Saved entries
━━━━━━━━━━
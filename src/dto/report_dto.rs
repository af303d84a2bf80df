use serde::{Deserialize, Serialize};

// Query de GET /api/admin-reports/generate
#[derive(Debug, Clone, Default, Serialize, Deserialize)]
#[serde(rename_all = "camelCase")]
pub struct ReportParams {
    #[serde(default, skip_serializing_if = "Option::is_none")]
    pub status: Option<String>,
    #[serde(default, skip_serializing_if = "Option::is_none")]
    pub start_date: Option<String>,
    #[serde(default, skip_serializing_if = "Option::is_none")]
    pub end_date: Option<String>,
    #[serde(default, skip_serializing_if = "Option::is_none")]
    pub format: Option<ReportFormat>,
}

// Formato de salida del reporte
#[derive(Debug, Clone, Copy, Default, PartialEq, Eq, Serialize, Deserialize)]
#[serde(rename_all = "lowercase")]
pub enum ReportFormat {
    #[default]
    Json,
    Csv,
}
━━━━━━━━━━
§ Prompt
Your job here is to copy the entries above exactly.

§ Output for this task
filename src/dto/report_dto.rs
repository af303d84a2bf80df
use serde::{Deserialize, Serialize};

// Query de GET /api/admin-reports/generate
#[derive(Debug, Clone, Default, Serialize, Deserialize)]
#[serde(rename_all = "camelCase")]
pub struct ReportParams {
    #[serde(default, skip_serializing_if = "Option::is_none")]
    pub status: Option<String>,
    #[serde(default, skip_serializing_if = "Option::is_none")]
    pub start_date: Option<String>,
    #[serde(default, skip_serializing_if = "Option::is_none")]
    pub end_date: Option<String>,
    #[serde(default, skip_serializing_if = "Option::is_none")]
    pub format: Option<ReportFormat>,
}

// Formato de salida del reporte
#[derive(Debug, Clone, Copy, Default, PartialEq, Eq, Serialize, Deserialize)]
#[serde(rename_all = "lowercase")]
pub enum ReportFormat {
    #[default]
    Json,
    Csv,
}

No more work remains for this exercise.